Ma il rischio è che un analogo accentramento di funzioni si concretizzi in capo alla direzione generale della Presidenza della giunta, in continuità con l’attuale assetto».
DUBBI SULL’ACCENTRAMENTO DELLE COMPETENZE GESTIONALI
«Come già esposto in sede di delegazione trattante – aggiunge – abbiamo ribadito in audizione le nostre perplessità sull’accentramento di competenze gestionali in capo alle nuove direzioni generali a scapito di quelle dei corrispondenti uffici, accentramento che determina in taluni casi sovrapposizioni di compiti e funzioni.
Abbiamo espresso perplessità anche per il costituendo ufficio Gestione e progettazione strategica nel quale si intravede la reintroduzione dell’accentramento del potere gestionale addirittura inserendo tra le competenze dell’ufficio il Coordinamento delle direzione generali e uffici regionali per assicurare la coerenza delle politiche regionali di concerto con il capo di gabinetto del presidente della giunta: in estrema sintesi, si attribuisce al dirigente di un ufficio il coordinamento dei direttori generali.
INCOERENZE PER GLI UFFICI DI COORDINAMENTO
Problemi e incoerenze si pongono anche per gli uffici Coordinamento, attuazione e controllo del Fesr e Coordinamento, attuazione e controllo del Fse e Fse+ della direzione generale per la Programmazione e la gestione delle risorse strumentali e finanziarie che si supportano a vicenda nell’attuazione del Programma regionale Fesr/Fse/Fse+, nonchè per la direzione generale dell’Ambiente, energia e tutela del territorio, rispetto alla quale non si comprendono le scelte relative alla riduzione a quattro del numero di uffici con il contestuale accorpamento dell’ufficio Risorse idriche, energia e paesaggio e diversità e la cancellazione dell’Ufficio Parchi».
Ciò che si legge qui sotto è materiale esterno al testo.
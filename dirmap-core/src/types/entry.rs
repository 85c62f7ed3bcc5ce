//! 目录条目类型

use serde::Serialize;

/// 父目录标记的名称
pub const PARENT_MARKER: &str = "..";

/// 目录列表中的一项
#[derive(Debug, Clone, PartialEq, Eq, Serialize)]
#[serde(rename_all = "camelCase")]
pub struct DirectoryEntry {
    /// 显示名称（也是导航时拼接的名称）
    pub name: String,
    /// 是否为合成的父目录标记
    pub is_parent_marker: bool,
}

impl DirectoryEntry {
    /// 父目录标记
    pub fn parent_marker() -> Self {
        Self {
            name: PARENT_MARKER.to_string(),
            is_parent_marker: true,
        }
    }

    /// 子目录
    pub fn directory(name: impl Into<String>) -> Self {
        Self {
            name: name.into(),
            is_parent_marker: false,
        }
    }
}
//! 规则编辑槽

/// 一条规则的编辑缓冲区
///
/// 内容是自由文本，暂不解析。`cursor` 以字符（而非字节）计数。
#[derive(Debug, Clone, Default, PartialEq, Eq)]
pub struct RuleSlot {
    text: String,
    cursor: usize,
}

impl RuleSlot {
    pub fn new() -> Self {
        Self::default()
    }

    pub fn with_text(text: impl Into<String>) -> Self {
        let text = text.into();
        let cursor = text.chars().count();
        Self { text, cursor }
    }

    pub fn text(&self) -> &str {
        &self.text
    }

    pub fn cursor(&self) -> usize {
        self.cursor
    }

    pub fn is_empty(&self) -> bool {
        self.text.is_empty()
    }

    /// 光标所在的（行, 列），均以字符计
    pub fn cursor_line_col(&self) -> (usize, usize) {
        let before: String = self.text.chars().take(self.cursor).collect();
        let line = before.matches('\n').count();
        let col = before
            .rsplit('\n')
            .next()
            .map_or(0, |last| last.chars().count());
        (line, col)
    }

    /// 在光标处插入字符
    pub fn insert_char(&mut self, ch: char) {
        let at = self.byte_offset(self.cursor);
        self.text.insert(at, ch);
        self.cursor += 1;
    }

    pub fn insert_newline(&mut self) {
        self.insert_char('\n');
    }

    /// 删除光标前的字符
    pub fn backspace(&mut self) {
        if self.cursor == 0 {
            return;
        }
        self.cursor -= 1;
        let at = self.byte_offset(self.cursor);
        self.text.remove(at);
    }

    /// 删除光标处的字符
    pub fn delete(&mut self) {
        if self.cursor >= self.char_len() {
            return;
        }
        let at = self.byte_offset(self.cursor);
        self.text.remove(at);
    }

    pub fn move_left(&mut self) {
        self.cursor = self.cursor.saturating_sub(1);
    }

    pub fn move_right(&mut self) {
        if self.cursor < self.char_len() {
            self.cursor += 1;
        }
    }

    /// 移到当前行首
    pub fn move_line_start(&mut self) {
        let (_, col) = self.cursor_line_col();
        self.cursor -= col;
    }

    /// 移到当前行尾
    pub fn move_line_end(&mut self) {
        let rest = self.text.chars().skip(self.cursor).take_while(|c| *c != '\n').count();
        self.cursor += rest;
    }

    fn char_len(&self) -> usize {
        self.text.chars().count()
    }

    fn byte_offset(&self, char_index: usize) -> usize {
        self.text
            .char_indices()
            .nth(char_index)
            .map_or(self.text.len(), |(i, _)| i)
    }
}

#[cfg(test)]
mod tests {
    use super::*;

    #[test]
    fn test_insert_and_backspace() {
        let mut slot = RuleSlot::new();
        for ch in "abc".chars() {
            slot.insert_char(ch);
        }
        assert_eq!(slot.text(), "abc");
        slot.backspace();
        assert_eq!(slot.text(), "ab");
        assert_eq!(slot.cursor(), 2);
    }

    #[test]
    fn test_backspace_at_start_is_noop() {
        let mut slot = RuleSlot::new();
        slot.backspace();
        assert!(slot.is_empty());
        assert_eq!(slot.cursor(), 0);
    }

    #[test]
    fn test_insert_in_middle_multibyte() {
        let mut slot = RuleSlot::with_text("日本");
        slot.move_left();
        slot.insert_char('x');
        assert_eq!(slot.text(), "日x本");
        slot.delete();
        assert_eq!(slot.text(), "日x");
        slot.delete();
        assert_eq!(slot.text(), "日x");
    }

    #[test]
    fn test_line_navigation() {
        let mut slot = RuleSlot::with_text("first");
        slot.insert_newline();
        for ch in "second".chars() {
            slot.insert_char(ch);
        }
        assert_eq!(slot.cursor_line_col(), (1, 6));

        slot.move_line_start();
        assert_eq!(slot.cursor_line_col(), (1, 0));

        slot.move_left();
        assert_eq!(slot.cursor_line_col(), (0, 5));

        slot.move_line_start();
        slot.move_line_end();
        assert_eq!(slot.cursor_line_col(), (0, 5));
    }

    #[test]
    fn test_move_right_stops_at_end() {
        let mut slot = RuleSlot::with_text("ab");
        slot.move_right();
        assert_eq!(slot.cursor(), 2);
    }
}
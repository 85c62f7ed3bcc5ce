//! 绝对路径类型

use std::fmt;
use std::io;
use std::path::{Component, Path, PathBuf};

use serde::Serialize;

use crate::utils::{clean, join_clean};

/// 规范化后的绝对路径
///
/// 始终为绝对路径，且不以分隔符结尾（根目录本身除外）。
#[derive(Debug, Clone, PartialEq, Eq, Hash, Serialize)]
#[serde(transparent)]
pub struct AbsolutePath(PathBuf);

impl AbsolutePath {
    /// 以当前工作目录为基准解析并清理路径
    pub fn resolve(path: impl AsRef<Path>) -> io::Result<Self> {
        let absolute = std::path::absolute(path.as_ref())?;
        Ok(Self(clean(&absolute)))
    }

    /// 拼接一个条目名并清理（`..` 与子目录共用此路径）
    #[must_use]
    pub fn join_entry(&self, name: &str) -> Self {
        Self(join_clean(&self.0, name))
    }

    pub fn as_path(&self) -> &Path {
        &self.0
    }

    /// 最后一个路径分量；根目录返回其自身
    pub fn base_name(&self) -> String {
        match self.0.file_name() {
            Some(name) => name.to_string_lossy().into_owned(),
            None => self.0.to_string_lossy().into_owned(),
        }
    }

    /// 是否为文件系统根目录
    pub fn is_root(&self) -> bool {
        self.0.parent().is_none()
    }

    /// 根目录之下的层级数
    pub fn depth(&self) -> usize {
        self.0
            .components()
            .filter(|c| matches!(c, Component::Normal(_)))
            .count()
    }
}

impl AsRef<Path> for AbsolutePath {
    fn as_ref(&self) -> &Path {
        &self.0
    }
}

impl fmt::Display for AbsolutePath {
    fn fmt(&self, f: &mut fmt::Formatter<'_>) -> fmt::Result {
        write!(f, "{}", self.0.display())
    }
}

#[cfg(all(test, unix))]
#[allow(clippy::unwrap_used)]
mod tests {
    use super::*;

    #[test]
    fn test_resolve_cleans_path() {
        let path = AbsolutePath::resolve("/tmp//x/../y/").unwrap();
        assert_eq!(path.as_path(), Path::new("/tmp/y"));
        assert_eq!(path.to_string(), "/tmp/y");
    }

    #[test]
    fn test_resolve_relative_is_absolute() {
        let path = AbsolutePath::resolve(".").unwrap();
        assert!(path.as_path().is_absolute());
        assert_eq!(path, AbsolutePath::resolve(std::env::current_dir().unwrap()).unwrap());
    }

    #[test]
    fn test_base_name_and_depth() {
        let path = AbsolutePath::resolve("/usr/local/bin").unwrap();
        assert_eq!(path.base_name(), "bin");
        assert_eq!(path.depth(), 3);
        assert!(!path.is_root());

        let root = AbsolutePath::resolve("/").unwrap();
        assert_eq!(root.base_name(), "/");
        assert_eq!(root.depth(), 0);
        assert!(root.is_root());
    }

    #[test]
    fn test_join_entry() {
        let path = AbsolutePath::resolve("/usr/local").unwrap();
        assert_eq!(path.join_entry("bin").to_string(), "/usr/local/bin");
        assert_eq!(path.join_entry("..").to_string(), "/usr");
    }
}
//! 📏 Chunk size advice: how big a chunk can get before the store chokes on it.
//!
//! The store has a per-document ceiling (4 MiB on old servers, 16 MiB on modern ones) and
//! the binary encoding is sometimes fatter than whatever the buffer measured. So we halve
//! the ceiling and call it a heuristic. A configured chunk limit above the advice gets
//! clamped down, with one warning, at configuration time. Never an error.

use tracing::warn;

/// 📦 Advice for stores older than 1.8: 4 MiB / 2.
pub const LEGACY_CHUNK_LIMIT_BYTES: usize = 2 * 1024 * 1024;

/// 📦 Advice for modern stores: 16 MiB / 2 plus a little slack.
pub const MODERN_CHUNK_LIMIT_BYTES: usize = 10 * 1024 * 1024;

/// 🔢 First store version that lifted the document ceiling.
const MODERN_SINCE: (u64, u64) = (1, 8);

/// 📏 The advisor. Stateless, so it's just a namespace with opinions.
#[derive(Debug, Clone, Copy, Default)]
pub struct ChunkSizeAdvisor;

/// 🎯 What the advisor decided, and whether it had to overrule the config to get there.
#[derive(Debug, Clone, Copy, PartialEq, Eq)]
pub struct ChunkLimit {
    pub effective_bytes: usize,
    pub clamped: bool,
}

impl ChunkSizeAdvisor {
    pub fn advise(legacy: bool) -> usize {
        if legacy {
            LEGACY_CHUNK_LIMIT_BYTES
        } else {
            MODERN_CHUNK_LIMIT_BYTES
        }
    }

    /// ✂️ Cap `configured_bytes` at the advice. Logs one warning when it had to cut.
    pub fn clamp(configured_bytes: usize, legacy: bool) -> ChunkLimit {
        let advised = Self::advise(legacy);
        if configured_bytes > advised {
            warn!(
                configured_bytes,
                advised_bytes = advised,
                legacy,
                "⚠️ chunk limit is larger than the store can swallow, capping it at the advised size"
            );
            ChunkLimit {
                effective_bytes: advised,
                clamped: true,
            }
        } else {
            ChunkLimit {
                effective_bytes: configured_bytes,
                clamped: false,
            }
        }
    }

    /// 🔍 Is this version string older than the big-document era? Unparseable versions are
    /// treated as modern, pre-1.8 stores being rarer than typos.
    pub fn is_legacy_version(version: &str) -> bool {
        let mut parts = version
            .trim()
            .split(|c: char| c == '.' || c == '-')
            .map(|p| p.parse::<u64>());
        match (parts.next(), parts.next()) {
            (Some(Ok(major)), Some(Ok(minor))) => (major, minor) < MODERN_SINCE,
            (Some(Ok(major)), None) => major < MODERN_SINCE.0,
            _ => false,
        }
    }
}
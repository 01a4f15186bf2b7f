//! 🧪 Test helpers that more than one module wants.

use std::sync::Arc;
use std::sync::atomic::{AtomicUsize, Ordering};

use tracing::subscriber::DefaultGuard;
use tracing::{Event, Level, Subscriber};
use tracing_subscriber::layer::{Context, Layer, SubscriberExt};

/// 📡 Counts WARN events and ignores everything else.
struct WarnCounter {
    warnings: Arc<AtomicUsize>,
}

impl<S: Subscriber> Layer<S> for WarnCounter {
    fn on_event(&self, event: &Event<'_>, _ctx: Context<'_, S>) {
        if *event.metadata().level() == Level::WARN {
            self.warnings.fetch_add(1, Ordering::SeqCst);
        }
    }
}

/// 🔔 Count the warnings this thread emits until the guard drops.
pub(crate) fn count_warnings() -> (DefaultGuard, Arc<AtomicUsize>) {
    let warnings = Arc::new(AtomicUsize::new(0));
    let subscriber = tracing_subscriber::registry().with(WarnCounter {
        warnings: Arc::clone(&warnings),
    });
    (tracing::subscriber::set_default(subscriber), warnings)
}
//! 🎬 *[a queue of chunks. a handful of workers. one supervisor with a clipboard.]*
//!
//! 📦 The Supervisor: feeds chunks into a bounded channel, lets `flush_parallelism` workers
//! drain it through the shared [`DocumentSink`], then collects everyone's notes into one
//! [`FlushSummary`].
//!
//! 🧠 Knowledge graph:
//! - A chunk that fails is logged and counted. Retrying is the buffering layer's job.
//! - A configuration error is different: the worker that hits it closes the channel, the
//!   others finish what they hold, and the whole flush returns the error.
//!
//! ⚠️ The workers stay private. The supervisor is the only one who talks to them.

mod workers;

use std::sync::Arc;

use anyhow::{Context, Result};
use futures::future::join_all;
use tracing::{debug, warn};

use crate::app_config::RuntimeConfig;
use crate::backends::DocumentStore;
use crate::common::BufferedChunk;
use crate::pipeline::DocumentSink;
use crate::report::FlushSummary;
use workers::{FlushWorker, Worker};

/// 📦 Owns the sink handle and the runtime knobs, hands out work.
#[derive(Debug)]
pub struct Supervisor<S> {
    sink: Arc<DocumentSink<S>>,
    runtime: RuntimeConfig,
}

impl<S: DocumentStore + 'static> Supervisor<S> {
    pub fn new(sink: Arc<DocumentSink<S>>, runtime: RuntimeConfig) -> Self {
        Self { sink, runtime }
    }

    /// 🧵 Push every chunk through the flush workers and wait for all of them.
    pub async fn flush_all(&self, chunks: impl IntoIterator<Item = BufferedChunk>) -> Result<FlushSummary> {
        let (tx, rx) = async_channel::bounded(self.runtime.queue_capacity.max(1));
        let handles: Vec<_> = (0..self.runtime.flush_parallelism.max(1))
            .map(|id| FlushWorker::new(id, rx.clone(), Arc::clone(&self.sink)).start())
            .collect();
        drop(rx);

        let mut queued = 0usize;
        for chunk in chunks {
            if tx.send(chunk).await.is_err() {
                warn!(queued, "🛑 flush channel closed early, no more chunks will be queued");
                break;
            }
            queued += 1;
        }
        // -- 🏁 closing the sender is how workers learn the queue is done
        drop(tx);
        debug!(queued, "📤 all chunks queued");

        let mut summary = FlushSummary::default();
        let mut first_failure = None;
        for joined in join_all(handles).await {
            match joined.context("💀 a flush worker panicked")? {
                Ok(worker_summary) => summary.merge(worker_summary),
                Err(e) => {
                    if first_failure.is_none() {
                        first_failure = Some(e);
                    }
                }
            }
        }
        match first_failure {
            Some(e) => Err(e),
            None => Ok(summary),
        }
    }
}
«A destare preoccupazioni – dichiara Scarano – è poi la direzione generale Salute e politiche della persona, dove non appare molto chiara la ripartizione delle competenze tra gli uffici».
«È evidente che se non sono chiari i compiti e le funzioni da svolgere, gli uffici continueranno a navigare a vista, senza obiettivi concreti da realizzare e con il rischio di generare ulteriore confusione», conclude Scarano.